Entre los materiales de las obras hay inflables, monumentos blandos cubiertos de gelatina de pata, video, fotografía, cerámica y el diorama sicalíptico de Leonel Castañeda Galeano. Es en esta obra, con la advertencia “para mayores de 18 años”, donde la curaduría materializa su sospecha: “una inquietud sobre el carácter liminal del arte en el espacio público, que habita los bordes entre lo cotidiano y lo extraordinario, lo permitido y lo disruptivo, lo visible y lo inadvertido.” ¿Cómo juntar prácticas y reflexiones tan distantes como las del Instituto Bogotano de Corte y las de Leonel Castañeda? La respuesta excede las obras y remite más bien al tipo de relación con la ciudad, con los pulgueros, con el intercambio de imágenes y objetos por fuera de los circuitos del arte; por fuera de la norma o, mejor, por debajo y a través de ella. Las formas de rebusque y subsistencia que producen quienes organizan en sus chazas los objetos que venden informalmente, aparecen aquí como una clave del tipo de experiencia que las antecede. Es precisamente una ciudad en la que lo no identificado refiere también a las personas, a las formas de habitar y ser parte de un lugar donde lo reconocido es desafortunadamente: un privilegio de la minoría.

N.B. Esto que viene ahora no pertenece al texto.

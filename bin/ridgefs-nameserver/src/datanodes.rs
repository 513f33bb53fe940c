//! Datanode directory collaborator.
//!
//! The core consults this narrow interface to place new files and to
//! find a source for re-replication; placement policy itself is out of
//! scope and lives behind the trait.

use parking_lot::RwLock;
use std::sync::atomic::{AtomicUsize, Ordering};

/// Allocate/locate interface for datanode bookkeeping.
pub trait DataNodeDirectory: Send + Sync {
    /// Pick `count` target datanodes for a new file, skipping `exclude`.
    fn allocate_nodes(&self, count: usize, exclude: &[String]) -> Vec<String>;

    /// Pick a datanode a replica of `path` can be read from.
    fn choose_readable_node(&self, path: &str) -> Option<String>;
}

/// Round-robin directory over a fixed datanode list.
pub struct StaticDataNodeDirectory {
    nodes: RwLock<Vec<String>>,
    cursor: AtomicUsize,
}

impl StaticDataNodeDirectory {
    pub fn new(nodes: impl IntoIterator<Item = String>) -> Self {
        Self {
            nodes: RwLock::new(nodes.into_iter().collect()),
            cursor: AtomicUsize::new(0),
        }
    }
}

impl DataNodeDirectory for StaticDataNodeDirectory {
    fn allocate_nodes(&self, count: usize, exclude: &[String]) -> Vec<String> {
        let nodes = self.nodes.read();
        let candidates: Vec<&String> = nodes.iter().filter(|n| !exclude.contains(n)).collect();
        if candidates.is_empty() {
            return Vec::new();
        }
        let mut out = Vec::with_capacity(count.min(candidates.len()));
        for _ in 0..count.min(candidates.len()) {
            let i = self.cursor.fetch_add(1, Ordering::Relaxed) % candidates.len();
            let node = candidates[i].clone();
            if !out.contains(&node) {
                out.push(node);
            }
        }
        out
    }

    fn choose_readable_node(&self, _path: &str) -> Option<String> {
        let nodes = self.nodes.read();
        if nodes.is_empty() {
            return None;
        }
        let i = self.cursor.fetch_add(1, Ordering::Relaxed) % nodes.len();
        Some(nodes[i].clone())
    }
}
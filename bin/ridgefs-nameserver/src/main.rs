//! RidgeFS Nameserver
//!
//! Primary/backup metadata service: the in-memory namespace tree, the
//! double-buffered write-ahead edit log, fsimage checkpoints, and the
//! quorum-based standby promotion protocol.

mod datanodes;
mod net;
mod replication;
mod service;
mod tasks;

use anyhow::Result;
use clap::Parser;
use datanodes::StaticDataNodeDirectory;
use ridgefs_common::{NameserverConfig, NodeRole, TaskScheduler};
use ridgefs_failover::{RoleCoordinator, SeedMaterializer};
use ridgefs_journal::{EditLog, recover};
use ridgefs_namespace::NamespaceTree;
use service::NameNodeService;
use std::path::PathBuf;
use std::sync::Arc;
use std::sync::atomic::Ordering;
use std::time::Duration;
use tasks::{CheckpointTask, CleanupTask, FlushTask};
use tokio::net::TcpListener;
use tokio::sync::watch;
use tracing::info;
use tracing_subscriber::{layer::SubscriberExt, util::SubscriberInitExt};

#[derive(Parser, Debug)]
#[command(name = "ridgefs-nameserver")]
#[command(about = "RidgeFS Metadata Nameserver")]
#[command(version)]
struct Args {
    /// Data directory for edit logs and fsimages
    #[arg(long, default_value = "/var/lib/ridgefs")]
    data_dir: PathBuf,

    /// Node identifier within the cluster
    #[arg(long, default_value = "1")]
    node_id: u64,

    /// Role to start in (primary or standby)
    #[arg(long, default_value = "primary")]
    role: NodeRole,

    /// Listen address for the command channel
    #[arg(short, long, default_value = "0.0.0.0:7000")]
    listen: String,

    /// Primary nameserver address (standby only)
    #[arg(long)]
    primary: Option<String>,

    /// Peer nameserver addresses for liveness quorum
    #[arg(long)]
    peers: Vec<String>,

    /// Datanode addresses for replica placement
    #[arg(long)]
    datanode: Vec<String>,

    /// Active buffer size that forces a synchronous flush (bytes)
    #[arg(long, default_value = "524288")]
    flush_threshold_bytes: usize,

    /// Periodic flush interval (milliseconds)
    #[arg(long, default_value = "1000")]
    flush_interval_ms: u64,

    /// Checkpoint interval (seconds)
    #[arg(long, default_value = "300")]
    checkpoint_interval_secs: u64,

    /// Image/segment cleanup interval (seconds)
    #[arg(long, default_value = "600")]
    cleanup_interval_secs: u64,

    /// Bound on one liveness probe round (milliseconds)
    #[arg(long, default_value = "5000")]
    probe_timeout_ms: u64,

    /// Replication pull interval (milliseconds, standby only)
    #[arg(long, default_value = "500")]
    replication_interval_ms: u64,

    /// Log level
    #[arg(long, default_value = "info")]
    log_level: String,
}

impl Args {
    fn to_config(&self) -> NameserverConfig {
        let mut config = NameserverConfig::default();
        config.node.node_id = self.node_id;
        config.node.data_dir = self.data_dir.clone();
        config.node.role = self.role;
        config.journal.flush_threshold_bytes = self.flush_threshold_bytes;
        config.journal.flush_interval_ms = self.flush_interval_ms;
        config.checkpoint.interval_secs = self.checkpoint_interval_secs;
        config.checkpoint.cleanup_interval_secs = self.cleanup_interval_secs;
        config.cluster.peers = self.peers.clone();
        config.cluster.probe_timeout_ms = self.probe_timeout_ms;
        config
    }
}

#[tokio::main]
async fn main() -> Result<()> {
    let args = Args::parse();

    tracing_subscriber::registry()
        .with(
            tracing_subscriber::EnvFilter::try_from_default_env()
                .unwrap_or_else(|_| args.log_level.clone().into()),
        )
        .with(tracing_subscriber::fmt::layer())
        .init();

    let config = args.to_config();
    info!(
        node_id = config.node.node_id,
        role = %config.node.role,
        data_dir = %config.node.data_dir.display(),
        "starting RidgeFS nameserver"
    );

    // Recover the namespace from disk before serving anything.
    let tree = Arc::new(NamespaceTree::new());
    let recovered = recover(&tree, &config.image_dir(), &config.editlog_dir())?;
    let log = Arc::new(EditLog::open(
        config.editlog_dir(),
        config.journal.flush_threshold_bytes,
    )?);
    log.seed_tx_id(recovered.last_tx_id);
    info!(
        last_tx_id = recovered.last_tx_id,
        files = tree.file_count(),
        "namespace recovered"
    );

    let datanodes = Arc::new(StaticDataNodeDirectory::new(args.datanode.clone()));

    let coordinator = match config.node.role {
        NodeRole::Primary => None,
        NodeRole::Standby => Some(Arc::new(RoleCoordinator::new(
            config.node.node_id,
            config.cluster.peers.clone(),
            Duration::from_millis(config.cluster.probe_timeout_ms),
        ))),
    };

    let service = Arc::new(NameNodeService::new(
        Arc::clone(&tree),
        Arc::clone(&log),
        datanodes,
        config.node.role,
        coordinator.clone(),
    ));
    service
        .replayed_tx_id()
        .store(recovered.last_tx_id, Ordering::SeqCst);

    // Background tasks. The standby flushes nothing and checkpoints
    // nothing locally; its durable seed is written at promotion time.
    let mut scheduler = TaskScheduler::new();
    if config.node.role == NodeRole::Primary {
        scheduler.spawn(
            Arc::new(FlushTask::new(Arc::clone(&log))),
            Duration::from_millis(config.journal.flush_interval_ms),
        );
        scheduler.spawn(
            Arc::new(CheckpointTask::new(
                Arc::clone(&tree),
                Arc::clone(&log),
                config.image_dir(),
            )),
            Duration::from_secs(config.checkpoint.interval_secs),
        );
        scheduler.spawn(
            Arc::new(CleanupTask::new(
                config.image_dir(),
                Some(config.editlog_dir()),
            )),
            Duration::from_secs(config.checkpoint.cleanup_interval_secs),
        );
    }

    let (shutdown_tx, shutdown_rx) = watch::channel(false);

    // Standby: pull-and-replay from the primary, with failover armed.
    let mut replication_handle = None;
    if let (NodeRole::Standby, Some(coordinator)) = (config.node.role, coordinator.clone()) {
        let primary = args.primary.clone().ok_or_else(|| {
            anyhow::anyhow!("--primary is required when starting as a standby")
        })?;
        // The seed targets this node's own data directory, so a restart
        // after promotion recovers from the materialized state, and the
        // log counter is handed the replayed cursor at promotion.
        let materializer = Arc::new(SeedMaterializer::new(
            Arc::clone(&tree),
            Arc::clone(service.replayed_tx_id()),
            Arc::clone(&log),
            config.node.data_dir.clone(),
        ));
        replication_handle = Some(tokio::spawn(replication::run_replication(
            Arc::clone(&service),
            primary,
            Duration::from_millis(args.replication_interval_ms),
            coordinator,
            Arc::new(net::ChannelTransport),
            materializer,
            shutdown_rx.clone(),
        )));
    }

    let listener = TcpListener::bind(&args.listen).await?;
    let server = tokio::spawn(net::serve(
        listener,
        Arc::clone(&service),
        coordinator,
        shutdown_rx,
    ));

    tokio::signal::ctrl_c().await.ok();
    info!("shutting down...");
    let _ = shutdown_tx.send(true);
    let _ = server.await;
    if let Some(handle) = replication_handle {
        handle.abort();
    }
    scheduler.shutdown().await;

    // Final flush so nothing buffered is lost on a clean exit.
    log.flush()?;
    info!("nameserver shut down gracefully");
    Ok(())
}
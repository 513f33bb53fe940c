//! Periodic background task scheduling.
//!
//! Background work (log flush, checkpoint, image cleanup, liveness
//! probing) is modeled as [`PeriodicTask`] implementations driven by one
//! [`TaskScheduler`]. Tasks expose a single `run_once` so tests can
//! trigger an iteration deterministically instead of waiting on the
//! clock. Shutdown is cooperative: the stop signal is checked between
//! iterations, never mid-iteration.

use crate::Result;
use std::sync::Arc;
use std::time::Duration;
use tokio::sync::watch;
use tokio::task::JoinHandle;
use tracing::{debug, warn};

/// One unit of periodic background work.
pub trait PeriodicTask: Send + Sync + 'static {
    /// Task name for logging.
    fn name(&self) -> &'static str;

    /// Run a single iteration. A failed iteration is logged and the task
    /// keeps its schedule; it does not take the process down.
    fn run_once(&self) -> Result<()>;
}

/// Owns all periodic task loops and their shared shutdown signal.
pub struct TaskScheduler {
    shutdown_tx: watch::Sender<bool>,
    handles: Vec<JoinHandle<()>>,
}

impl TaskScheduler {
    #[must_use]
    pub fn new() -> Self {
        let (shutdown_tx, _) = watch::channel(false);
        Self {
            shutdown_tx,
            handles: Vec::new(),
        }
    }

    /// Spawn a loop running `task` every `interval`.
    pub fn spawn(&mut self, task: Arc<dyn PeriodicTask>, interval: Duration) {
        let mut shutdown_rx = self.shutdown_tx.subscribe();
        let handle = tokio::spawn(async move {
            let mut ticker = tokio::time::interval(interval);
            // The first tick fires immediately; skip it so a freshly
            // started task waits one full interval.
            ticker.tick().await;
            loop {
                tokio::select! {
                    _ = ticker.tick() => {
                        if let Err(e) = task.run_once() {
                            warn!(task = task.name(), "background task iteration failed: {e}");
                        }
                    }
                    _ = shutdown_rx.changed() => {
                        if *shutdown_rx.borrow() {
                            debug!(task = task.name(), "background task stopping");
                            break;
                        }
                    }
                }
            }
        });
        self.handles.push(handle);
    }

    /// Signal all task loops to stop and wait for them to finish.
    pub async fn shutdown(self) {
        let _ = self.shutdown_tx.send(true);
        for handle in self.handles {
            let _ = handle.await;
        }
    }
}

impl Default for TaskScheduler {
    fn default() -> Self {
        Self::new()
    }
}

#[cfg(test)]
mod tests {
    use super::*;
    use std::sync::atomic::{AtomicU32, Ordering};

    struct CountingTask {
        runs: AtomicU32,
    }

    impl PeriodicTask for CountingTask {
        fn name(&self) -> &'static str {
            "counting"
        }

        fn run_once(&self) -> Result<()> {
            self.runs.fetch_add(1, Ordering::SeqCst);
            Ok(())
        }
    }

    #[tokio::test(start_paused = true)]
    async fn test_scheduler_runs_and_stops() {
        let task = Arc::new(CountingTask {
            runs: AtomicU32::new(0),
        });
        let mut scheduler = TaskScheduler::new();
        scheduler.spawn(task.clone(), Duration::from_millis(10));

        // Let the spawned loop register its interval timer before the
        // paused clock is advanced.
        tokio::task::yield_now().await;
        tokio::time::advance(Duration::from_millis(35)).await;
        tokio::task::yield_now().await;

        scheduler.shutdown().await;
        assert!(task.runs.load(Ordering::SeqCst) >= 1);
    }

    #[test]
    fn test_run_once_direct() {
        let task = CountingTask {
            runs: AtomicU32::new(0),
        };
        task.run_once().unwrap();
        assert_eq!(task.runs.load(Ordering::SeqCst), 1);
    }
}
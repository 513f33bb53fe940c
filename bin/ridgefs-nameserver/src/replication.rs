//! Standby replication loop.
//!
//! The standby continuously pulls edit records above its own cursor
//! from the primary and replays them into its local tree, keeping a
//! warm, promotable replica. When the pull link fails, the quorum
//! failover protocol takes over.

use crate::net::NameClient;
use crate::service::{CommandResponse, NameNodeService};
use ridgefs_common::Command;
use ridgefs_failover::{PeerTransport, PromotionMaterializer, RoleCoordinator};
use std::sync::Arc;
use std::sync::atomic::Ordering;
use std::time::Duration;
use tokio::sync::watch;
use tracing::{error, info, warn};

/// Pull-and-replay until shutdown, promotion, or a fatal promotion
/// failure.
pub async fn run_replication(
    service: Arc<NameNodeService>,
    primary_addr: String,
    interval: Duration,
    coordinator: Arc<RoleCoordinator>,
    transport: Arc<dyn PeerTransport>,
    materializer: Arc<dyn PromotionMaterializer>,
    mut shutdown_rx: watch::Receiver<bool>,
) {
    let mut ticker = tokio::time::interval(interval);
    loop {
        tokio::select! {
            _ = ticker.tick() => {
                if pull_once(&service, &primary_addr).await {
                    continue;
                }
                // Replication link failed: enter the probing state
                // machine. Returning Ok means this node is now the
                // primary; an error is fatal to the promotion attempt
                // and needs manual intervention.
                warn!(primary = primary_addr, "replication link down; starting failover");
                service
                    .primary_reachable_flag()
                    .store(false, Ordering::SeqCst);
                match coordinator.run_failover(&transport, materializer.as_ref()).await {
                    Ok(()) => {
                        info!("standby promoted; replication loop ending");
                        return;
                    }
                    Err(e) => {
                        error!("promotion failed, not retrying: {e}");
                        return;
                    }
                }
            }
            _ = shutdown_rx.changed() => {
                if *shutdown_rx.borrow() {
                    return;
                }
            }
        }
    }
}

/// Fetch and replay one batch. Returns false when the primary could not
/// be reached or answered garbage.
async fn pull_once(service: &NameNodeService, primary_addr: &str) -> bool {
    let cursor = service.replayed_tx_id().load(Ordering::SeqCst);
    let response = match NameClient::call(
        primary_addr,
        &Command::FetchEditLog { from_tx_id: cursor },
    )
    .await
    {
        Ok(response) => response,
        Err(e) => {
            warn!(primary = primary_addr, "edit log pull failed: {e}");
            return false;
        }
    };

    let CommandResponse::EditLog(records) = response else {
        warn!(primary = primary_addr, "unexpected pull response");
        return false;
    };

    // Replay strictly in ascending txid order.
    for record in records {
        debug_assert!(record.tx_id > cursor);
        if !record.apply(service.tree()) {
            warn!(
                tx_id = record.tx_id,
                path = record.path,
                "replicated record rejected by local tree"
            );
        }
        service
            .replayed_tx_id()
            .fetch_max(record.tx_id, Ordering::SeqCst);
    }
    service
        .primary_reachable_flag()
        .store(true, Ordering::SeqCst);
    true
}
//! Error types for RidgeFS
//!
//! This module defines the common error types used throughout the system.

use thiserror::Error;

/// Common result type for RidgeFS operations
pub type Result<T> = std::result::Result<T, Error>;

/// Common error type for RidgeFS
#[derive(Debug, Error)]
pub enum Error {
    // Storage errors
    #[error("disk I/O error: {0}")]
    DiskIo(#[from] std::io::Error),

    #[error("edit log segment corrupt: {0}")]
    SegmentCorrupt(String),

    #[error("fsimage invalid: {0}")]
    ImageInvalid(String),

    #[error("serialization error: {0}")]
    Serialization(String),

    #[error("deserialization error: {0}")]
    Deserialization(String),

    // Namespace errors
    #[error("invalid path: {0}")]
    InvalidPath(String),

    #[error("path not found: {0}")]
    PathNotFound(String),

    // Failover errors
    #[error("promotion failed: {0}")]
    PromotionFailed(String),

    #[error("already promoted")]
    AlreadyPromoted,

    #[error("request timeout")]
    Timeout,

    #[error("peer unreachable: {0}")]
    PeerUnreachable(String),

    // Internal errors
    #[error("configuration error: {0}")]
    Configuration(String),

    #[error("internal error: {0}")]
    Internal(String),
}

impl Error {
    /// Create a new internal error
    pub fn internal(msg: impl Into<String>) -> Self {
        Self::Internal(msg.into())
    }

    /// Create a configuration error
    pub fn configuration(msg: impl Into<String>) -> Self {
        Self::Configuration(msg.into())
    }

    /// Create an fsimage validation error
    pub fn image_invalid(msg: impl Into<String>) -> Self {
        Self::ImageInvalid(msg.into())
    }

    /// Check if this error invalidates a single on-disk candidate rather
    /// than the whole scan (the scan continues with the next candidate).
    #[must_use]
    pub fn is_candidate_invalid(&self) -> bool {
        matches!(
            self,
            Self::ImageInvalid(_) | Self::SegmentCorrupt(_) | Self::Deserialization(_)
        )
    }

    /// Check if this is a retryable error
    #[must_use]
    pub fn is_retryable(&self) -> bool {
        matches!(self, Self::Timeout | Self::PeerUnreachable(_))
    }
}

impl From<bincode::Error> for Error {
    fn from(e: bincode::Error) -> Self {
        Self::Deserialization(e.to_string())
    }
}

Cuando se lee en el sitio web de la Alcaldía la información sobre las curadurías independientes, resaltan algunas frases compuestas con adjetivos complejos: “sensible y plural”, “vista desde sus márgenes, fisuras y potencias”, “polifónico ensayo curatorial”, o aquella que afirma que “lo urbano no es un fondo neutro, sino un territorio en disputa, memoria, deseo y transformación”. En ese mismo registro se lee: “En sus diferencias, comparten una misma intuición: que el arte, cuando nace del cruce entre lo sensible, lo político y lo comunitario, puede abrir umbrales de percepción para imaginar, en medio del caos urbano, otras formas de vida.” Y entonces, se entiende la importancia delegada a esta convocatoria: los efectos y los significados que se les atribuyeron debían encarnar la polifonía, revelar las fisuras, la pluralidad o la ausencia de neutralidad del espacio urbano. Lo cual implicaría, volviendo a la pregunta por el tipo de cuerpo que conforma BOG25, que las curadurías independientes son —o deberían ser— el corazón de la Bienal, o mejor, el rostro que la selfie institucional atesore como evidencia de esta primera versión. Sin embargo, algo parece no encajar con su importancia, y esto tiene que ver con el tipo de espacio asignado. Aun en mejores condiciones, las obras en el Colombo se sienten apretadas, demasiado cerca unas de otras, con estrechas posibilidades de recorrido si se tiene en cuenta el interés multitudinario que le interesa a los organizadores de la Bienal. En OVNI, el espacio, además de inadecuado para las obras de la curaduría, resulta insuficiente. Por eso terminar preguntando ¿Cuál fue el criterio de selección de estos espacios?